Restructure Data
The Restructure function is often useful when
dealing with data which is in
Long format and one needs the data in Wide format,
or vice versus. Long format refers to data in which each observation or
participant has multiple rows. Wide format refers to data in which each
observation or participant has only one row. This tutorial will focus
on using the restructure function to change data from long format to
wide format. Longitudinal research is an example of the type of
research which often creates data files in long format.
For the duration of this tutorial we will be using
the
LongExample.sav
file; which contains 10 participants measured on 3 outcome variables
under 10 different conditions. This data was generated using
this
script in R.
Begin by importing the above data file (LongExample.sav)
and briefly examine the data.
Notice, we have a 'code' variable which simply
assigns a sequential number to each row of data. Then, there is a
'participant.id' variable in which each number represents a participant
(or case, or observation). Next, we have a series of categorical
variables which each identify a condition of our study. The first two
such variables, 'x1.numbers' and 'x1.letters' can be thought of as
identifying the 10 different times of measurement using either numbers
or letters respectively as identifiers. The next two variables
('x2.numbers' & 'x2.letters') can be thought of as representing
5 different conditions of our study (e.g. 5 different therapy types, 5
different treatment drugs, 5 different locations, etc.). The next two
variables ('x3.numbers' & 'x3.letters') can be thought of as
representing 2 different conditions of our study, similar to the x2
variables; but with only two levels. The final three variables are our
interval / ratio outcome variables.
So, currently there are 100 rows of data with 10
participants, each measured 10 different times and at each time of
measure they were exposed to a unique set of x2 and x3 conditions and
measured with three instruments.
Our goal here is to use the Restructure function
to transform the format of the data file from its current Long format
(each participant has 10 rows), to a short format (where each
participant has one row) while still retaining all
the information contained in the original data file.
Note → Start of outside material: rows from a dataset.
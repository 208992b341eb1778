//! Expression evaluation
//!
//! Adds `impl Interpreter` methods that reduce an [`Expr`] to an [`Object`].
//! Operator semantics are delegated to [`ops`](crate::interpreter::ops); this
//! module handles evaluation order, short-circuiting, calls and comprehension
//! scopes.

use crate::interpreter::engine::Interpreter;
use crate::interpreter::errors::RuntimeError;
use crate::interpreter::format::format_value;
use crate::interpreter::loops::LoopIter;
use crate::interpreter::methods::bind_method;
use crate::interpreter::object::Object;
use crate::interpreter::ops;
use crate::parser::ast::*;
use indexmap::IndexMap;
use rustc_hash::FxHashMap;

impl<'a> Interpreter<'a> {
    pub(crate) fn evaluate(&mut self, expr: &Expr) -> Result<Object, RuntimeError> {
        match expr {
            Expr::Int(n) => Ok(Object::Int(*n)),
            Expr::Float(x) => Ok(Object::Float(*x)),
            Expr::Str(s) => Ok(Object::Str(s.clone())),
            Expr::Bool(b) => Ok(Object::Bool(*b)),
            Expr::None => Ok(Object::None),
            Expr::FString(parts) => self.evaluate_fstring(parts),
            Expr::Name(name) => self.lookup(name),

            Expr::List(items) => Ok(Object::new_list(self.evaluate_all(items)?)),
            Expr::Tuple(items) => Ok(Object::new_tuple(self.evaluate_all(items)?)),
            Expr::Dict(entries) => {
                let mut map = IndexMap::with_capacity(entries.len());
                for (key_expr, value_expr) in entries {
                    let key = self.evaluate(key_expr)?;
                    let key = key.to_key().ok_or_else(|| ops::unhashable(&key))?;
                    let value = self.evaluate(value_expr)?;
                    map.insert(key, value);
                }
                Ok(Object::new_dict(map))
            }

            Expr::Unary { op, operand } => {
                let value = self.evaluate(operand)?;
                ops::unary_op(*op, &value)
            }
            Expr::Binary { op, left, right } => {
                let left = self.evaluate(left)?;
                let right = self.evaluate(right)?;
                ops::binary_op(*op, &left, &right)
            }
            Expr::Logical { op, left, right } => {
                let left = self.evaluate(left)?;
                let short_circuits = match op {
                    LogicalOp::And => !left.is_truthy(),
                    LogicalOp::Or => left.is_truthy(),
                };
                if short_circuits {
                    Ok(left)
                } else {
                    self.evaluate(right)
                }
            }
            Expr::Compare { first, rest } => {
                let mut left = self.evaluate(first)?;
                for (op, right_expr) in rest {
                    let right = self.evaluate(right_expr)?;
                    if !ops::compare(*op, &left, &right)? {
                        return Ok(Object::Bool(false));
                    }
                    left = right;
                }
                Ok(Object::Bool(true))
            }
            Expr::Conditional { test, body, orelse } => {
                if self.evaluate(test)?.is_truthy() {
                    self.evaluate(body)
                } else {
                    self.evaluate(orelse)
                }
            }

            Expr::Call { func, args, kwargs } => {
                let callee = self.evaluate(func)?;
                let args = self.evaluate_all(args)?;
                let mut keywords = Vec::with_capacity(kwargs.len());
                for (name, value) in kwargs {
                    keywords.push((name.clone(), self.evaluate(value)?));
                }
                self.call_object(callee, args, keywords)
            }
            Expr::Attribute { value, name } => {
                let receiver = self.evaluate(value)?;
                bind_method(receiver, name)
            }
            Expr::Index { value, index } => {
                let container = self.evaluate(value)?;
                let index = self.evaluate(index)?;
                ops::get_item(&container, &index)
            }
            Expr::Slice {
                value,
                lower,
                upper,
                step,
            } => {
                let container = self.evaluate(value)?;
                let lower = self.evaluate_optional(lower.as_deref())?;
                let upper = self.evaluate_optional(upper.as_deref())?;
                let step = self.evaluate_optional(step.as_deref())?;
                ops::get_slice(&container, lower.as_ref(), upper.as_ref(), step.as_ref())
            }
            Expr::ListComp {
                element,
                target,
                iter,
                conditions,
            } => self.evaluate_comprehension(element, target, iter, conditions),
        }
    }

    fn evaluate_all(&mut self, exprs: &[Expr]) -> Result<Vec<Object>, RuntimeError> {
        exprs.iter().map(|expr| self.evaluate(expr)).collect()
    }

    fn evaluate_optional(&mut self, expr: Option<&Expr>) -> Result<Option<Object>, RuntimeError> {
        expr.map(|expr| self.evaluate(expr)).transpose()
    }

    fn evaluate_fstring(&mut self, parts: &[FStringPart]) -> Result<Object, RuntimeError> {
        let mut out = String::new();
        for part in parts {
            match part {
                FStringPart::Literal(text) => out.push_str(text),
                FStringPart::Field { expr, spec } => {
                    let value = self.evaluate(expr)?;
                    match spec {
                        Some(spec) => out.push_str(&format_value(&value, spec)?),
                        None => out.push_str(&value.to_display()),
                    }
                }
            }
        }
        Ok(Object::Str(out))
    }

    /// `[element for target in iter if ...]` with its own variable scope
    fn evaluate_comprehension(
        &mut self,
        element: &Expr,
        target: &Target,
        iter: &Expr,
        conditions: &[Expr],
    ) -> Result<Object, RuntimeError> {
        // The outermost iterable belongs to the enclosing scope
        let iterable = self.evaluate(iter)?;
        let items = LoopIter::new(&iterable)?;

        self.overlays.push(FxHashMap::default());
        let result = self.collect_comprehension(items, element, target, conditions);
        self.overlays.pop();

        Ok(Object::new_list(result?))
    }

    fn collect_comprehension(
        &mut self,
        items: LoopIter,
        element: &Expr,
        target: &Target,
        conditions: &[Expr],
    ) -> Result<Vec<Object>, RuntimeError> {
        let mut out = Vec::new();
        'items: for item in items {
            self.bind_overlay(target, item)?;
            for condition in conditions {
                if !self.evaluate(condition)?.is_truthy() {
                    continue 'items;
                }
            }
            out.push(self.evaluate(element)?);
        }
        Ok(out)
    }

    fn bind_overlay(&mut self, target: &Target, value: Object) -> Result<(), RuntimeError> {
        match target {
            Target::Name(name) => {
                if let Some(overlay) = self.overlays.last_mut() {
                    overlay.insert(name.clone(), value);
                }
                Ok(())
            }
            Target::Tuple(targets) => {
                let items = ops::unpack(&value, targets.len())?;
                for (target, item) in targets.iter().zip(items) {
                    self.bind_overlay(target, item)?;
                }
                Ok(())
            }
            Target::Index { .. } => self.assign(target, value),
        }
    }
}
Start by clicking on Data in the tool bar. Next,
click on Restructure...
Next, select "Restructure selected cases into
variables" option which is emphasized with a red
ellipse here. Then click the Next > button.
Step 2; highlight / select the participant.id
variable and use the top arrow button to move it to the Identifier
Variable(s): box. Then click the Next > button.
Step 3; we do not need to
change the Sort option; we can allow SPSS to sort the data by the
identifier -- which will list each participant sequentially from 1 to
10 as rows in our new data file. Click the Next > button to
continue.
Step 4; select "Group by index(for example: w1 h1,
w2 h2, w3 h3" which is emphasized here with a red
rectangle. This option will allow us to keep each unique
combination of x1, x2, x3 conditions' outcome scores separated from
each group of outcome scores associated with every other unique
combination of x1, x2, x3 conditions. Click the Next > button to
continue.
Lastly, select the "Paste the syntax generated by
the wizard into a syntax window" option which is emphasized here with a
red ellipse.
After selecting the paste option, click the Finish button and a warning
box will appear to let you know the sets (data sets) will still be
available in after restructuring has taken place.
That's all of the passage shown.